Not money, but information.
    ". . .we have found that no matter where students are enrolled, no matter what information resources they may have at their disposal, and no matter how much time they have, the abundance of information technology and the proliferation of digital information resources make conducting research uniquely paradoxical: Research seems to be far more difficult to conduct in the digital age than it did in previous times." Project Information Literacy Progress Report, Feb. 2009
I used to teach research skills and methods--whether it was called BI (bibliographic instruction), User Education, or graduate research seminar. Here was my method. Begin with a wide survey using tertiary sources (textbooks, essays, encyclopedias), narrow and redefine your topic, move on to secondary sources (bibliographies, databases), further refine, then tackle the primary sources (original research). What I didn't usually include in my lectures and handouts is that I myself never used that method. Oh, I suppose if you assigned me a topic on how to hit a golf ball, I might read up on it first, but for my own self-selected topics, I started with my own conclusion then worked backwards to justify it. If it had to be changed along the way, so be it; if not, I was happy. Then I relied as a fallback on serendipity--those items I might have on my office shelves, or which spoke to me ("here I am, take a look") as I wandered through the stacks in a particular call number range. One of my most successful projects, from which I got a number of published articles and which lead to further research, was a box of my grandmother's scrapbook clippings and a box of handwritten index cards for my grandparents' library. That pushed me into all kinds of areas about 19th century publishing, church history, serials and farm magazines, and reading patterns of rural people.

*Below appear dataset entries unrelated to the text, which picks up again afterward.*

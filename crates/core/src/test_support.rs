//! In-memory object store used by engine tests

use std::collections::{BTreeMap, BTreeSet, HashMap, HashSet};
use std::path::Path;
use std::sync::Mutex;
use std::time::Duration;

use async_trait::async_trait;
use md5::{Digest, Md5};

use crate::error::{Error, Result};
use crate::path::RemotePath;
use crate::progress::ByteProgress;
use crate::traits::{ListOptions, ListResult, ObjectInfo, ObjectStore, PutOptions};

#[derive(Debug, Clone)]
struct StoredObject {
    data: Vec<u8>,
    etag: String,
    last_modified: jiff::Timestamp,
    options: PutOptions,
}

#[derive(Debug, Default)]
pub(crate) struct MemoryStore {
    objects: Mutex<BTreeMap<(String, String), StoredObject>>,
    page_size: usize,
    failing: Mutex<HashSet<String>>,
    flaky: Mutex<HashMap<String, u32>>,
    delays: Mutex<HashMap<String, Duration>>,
    trickles: Mutex<HashMap<String, (u32, Duration)>>,
    events: Mutex<Vec<String>>,
}

impl MemoryStore {
    pub(crate) fn new() -> Self {
        Self {
            page_size: 1000,
            ..Default::default()
        }
    }

    pub(crate) fn with_page_size(page_size: usize) -> Self {
        Self {
            page_size: page_size.max(1),
            ..Default::default()
        }
    }

    pub(crate) fn insert(&self, bucket: &str, key: &str, data: &[u8]) {
        let object = StoredObject {
            data: data.to_vec(),
            etag: hex::encode(Md5::digest(data)),
            last_modified: jiff::Timestamp::now(),
            options: PutOptions::default(),
        };
        self.objects
            .lock()
            .unwrap()
            .insert((bucket.to_string(), key.to_string()), object);
    }

    /// Every put/get/copy of `key` fails with a non-retryable error
    pub(crate) fn fail_key(&self, key: &str) {
        self.failing.lock().unwrap().insert(key.to_string());
    }

    /// The next `times` operations on `key` fail with a retryable error
    pub(crate) fn flaky_key(&self, key: &str, times: u32) {
        self.flaky.lock().unwrap().insert(key.to_string(), times);
    }

    /// Operations on `key` take at least `delay`
    pub(crate) fn slow_key(&self, key: &str, delay: Duration) {
        self.delays.lock().unwrap().insert(key.to_string(), delay);
    }

    /// Uploads of `key` move their bytes in `steps` chunks, `delay` apart
    pub(crate) fn trickle_key(&self, key: &str, steps: u32, delay: Duration) {
        self.trickles
            .lock()
            .unwrap()
            .insert(key.to_string(), (steps.max(1), delay));
    }

    pub(crate) fn keys(&self, bucket: &str) -> Vec<String> {
        self.objects
            .lock()
            .unwrap()
            .keys()
            .filter(|(b, _)| b == bucket)
            .map(|(_, k)| k.clone())
            .collect()
    }

    pub(crate) fn data(&self, bucket: &str, key: &str) -> Option<Vec<u8>> {
        self.objects
            .lock()
            .unwrap()
            .get(&(bucket.to_string(), key.to_string()))
            .map(|o| o.data.clone())
    }

    pub(crate) fn options(&self, bucket: &str, key: &str) -> Option<PutOptions> {
        self.objects
            .lock()
            .unwrap()
            .get(&(bucket.to_string(), key.to_string()))
            .map(|o| o.options.clone())
    }

    pub(crate) fn events(&self) -> Vec<String> {
        self.events.lock().unwrap().clone()
    }

    pub(crate) fn event_count(&self, prefix: &str) -> usize {
        self.events()
            .iter()
            .filter(|e| e.starts_with(prefix))
            .count()
    }

    fn record(&self, event: String) {
        self.events.lock().unwrap().push(event);
    }

    async fn pause(&self, key: &str) {
        let delay = self.delays.lock().unwrap().get(key).copied();
        if let Some(delay) = delay {
            tokio::time::sleep(delay).await;
        }
    }

    fn check_failures(&self, key: &str) -> Result<()> {
        if self.failing.lock().unwrap().contains(key) {
            return Err(Error::Auth(format!("Access Denied: {key}")));
        }
        let mut flaky = self.flaky.lock().unwrap();
        if let Some(remaining) = flaky.get_mut(key) {
            if *remaining > 0 {
                *remaining -= 1;
                return Err(Error::Network("connection reset by peer".into()));
            }
        }
        Ok(())
    }

    fn info(key: &str, object: &StoredObject) -> ObjectInfo {
        let mut info = ObjectInfo::file(key, object.data.len() as i64).with_etag(&object.etag);
        info.last_modified = Some(object.last_modified);
        info
    }
}

#[async_trait]
impl ObjectStore for MemoryStore {
    async fn list_objects(&self, path: &RemotePath, options: ListOptions) -> Result<ListResult> {
        self.record(format!("list:{}", options.continuation_token.as_deref().unwrap_or("")));

        let objects = self.objects.lock().unwrap();
        let mut items = Vec::new();
        let mut prefixes = BTreeSet::new();
        for ((bucket, key), object) in objects.iter() {
            if bucket != &path.bucket || !key.starts_with(&path.key) {
                continue;
            }
            if !options.recursive {
                let rest = &key[path.key.len()..];
                if let Some(idx) = rest.find('/') {
                    let prefix = format!("{}{}", path.key, &rest[..=idx]);
                    if prefixes.insert(prefix.clone()) {
                        items.push(ObjectInfo::dir(prefix));
                    }
                    continue;
                }
            }
            items.push(Self::info(key, object));
        }

        let start: usize = options
            .continuation_token
            .as_deref()
            .and_then(|t| t.parse().ok())
            .unwrap_or(0);
        let end = (start + self.page_size).min(items.len());
        let truncated = end < items.len();
        Ok(ListResult {
            items: items[start.min(end)..end].to_vec(),
            truncated,
            continuation_token: truncated.then(|| end.to_string()),
        })
    }

    async fn head_object(&self, path: &RemotePath) -> Result<ObjectInfo> {
        let objects = self.objects.lock().unwrap();
        objects
            .get(&(path.bucket.clone(), path.key.clone()))
            .map(|o| Self::info(&path.key, o))
            .ok_or_else(|| Error::NotFound(path.to_string()))
    }

    async fn get_object(
        &self,
        path: &RemotePath,
        destination: &Path,
        progress: &ByteProgress,
    ) -> Result<ObjectInfo> {
        self.pause(&path.key).await;
        self.check_failures(&path.key)?;
        let object = self
            .objects
            .lock()
            .unwrap()
            .get(&(path.bucket.clone(), path.key.clone()))
            .cloned()
            .ok_or_else(|| Error::NotFound(path.to_string()))?;

        let half = object.data.len() / 2;
        progress.advance(half as u64);
        tokio::task::yield_now().await;
        tokio::fs::write(destination, &object.data).await?;
        progress.advance((object.data.len() - half) as u64);
        self.record(format!("get:{}", path.key));
        Ok(Self::info(&path.key, &object))
    }

    async fn put_object(
        &self,
        path: &RemotePath,
        source: &Path,
        options: &PutOptions,
        progress: &ByteProgress,
    ) -> Result<ObjectInfo> {
        self.record(format!("put-start:{}", path.key));
        self.pause(&path.key).await;
        let data = tokio::fs::read(source).await?;
        let trickle = self.trickles.lock().unwrap().get(&path.key).copied();
        if let Some((steps, delay)) = trickle {
            let len = data.len() as u64;
            let step = len.div_ceil(u64::from(steps));
            let mut sent = 0;
            while sent < len {
                tokio::time::sleep(delay).await;
                let chunk = step.min(len - sent);
                progress.advance(chunk);
                sent += chunk;
            }
            self.check_failures(&path.key)?;
        } else {
            progress.advance((data.len() / 2) as u64);
            tokio::task::yield_now().await;
            self.check_failures(&path.key)?;
            progress.advance((data.len() - data.len() / 2) as u64);
        }

        let object = StoredObject {
            etag: hex::encode(Md5::digest(&data)),
            data,
            last_modified: jiff::Timestamp::now(),
            options: options.clone(),
        };
        let info = Self::info(&path.key, &object);
        self.objects
            .lock()
            .unwrap()
            .insert((path.bucket.clone(), path.key.clone()), object);
        self.record(format!("put-end:{}", path.key));
        Ok(info)
    }

    async fn delete_object(&self, path: &RemotePath) -> Result<()> {
        self.pause(&path.key).await;
        self.check_failures(&path.key)?;
        self.objects
            .lock()
            .unwrap()
            .remove(&(path.bucket.clone(), path.key.clone()));
        self.record(format!("delete:{}", path.key));
        Ok(())
    }

    async fn delete_objects(&self, bucket: &str, keys: Vec<String>) -> Result<Vec<String>> {
        let mut deleted = Vec::new();
        for key in keys {
            if self.failing.lock().unwrap().contains(&key) {
                continue;
            }
            self.objects
                .lock()
                .unwrap()
                .remove(&(bucket.to_string(), key.clone()));
            self.record(format!("delete:{key}"));
            deleted.push(key);
        }
        Ok(deleted)
    }

    async fn copy_object(&self, src: &RemotePath, dst: &RemotePath) -> Result<ObjectInfo> {
        self.check_failures(&src.key)?;
        let mut objects = self.objects.lock().unwrap();
        let object = objects
            .get(&(src.bucket.clone(), src.key.clone()))
            .cloned()
            .ok_or_else(|| Error::NotFound(src.to_string()))?;
        let info = Self::info(&dst.key, &object);
        objects.insert((dst.bucket.clone(), dst.key.clone()), object);
        drop(objects);
        self.record(format!("copy:{}", dst.key));
        Ok(info)
    }
}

The only time I really relied heavily on information technology to write and publish an article was in writing about how to do it, and I tracked what I did to prepare for a speech at a conference (even where I was and how long it took to receive off campus material) and then wrote about it. It helped me in my teaching, however, I've since forgotten what it was I wrote about.

Research--it's tough to explain to people who don't do it or like it.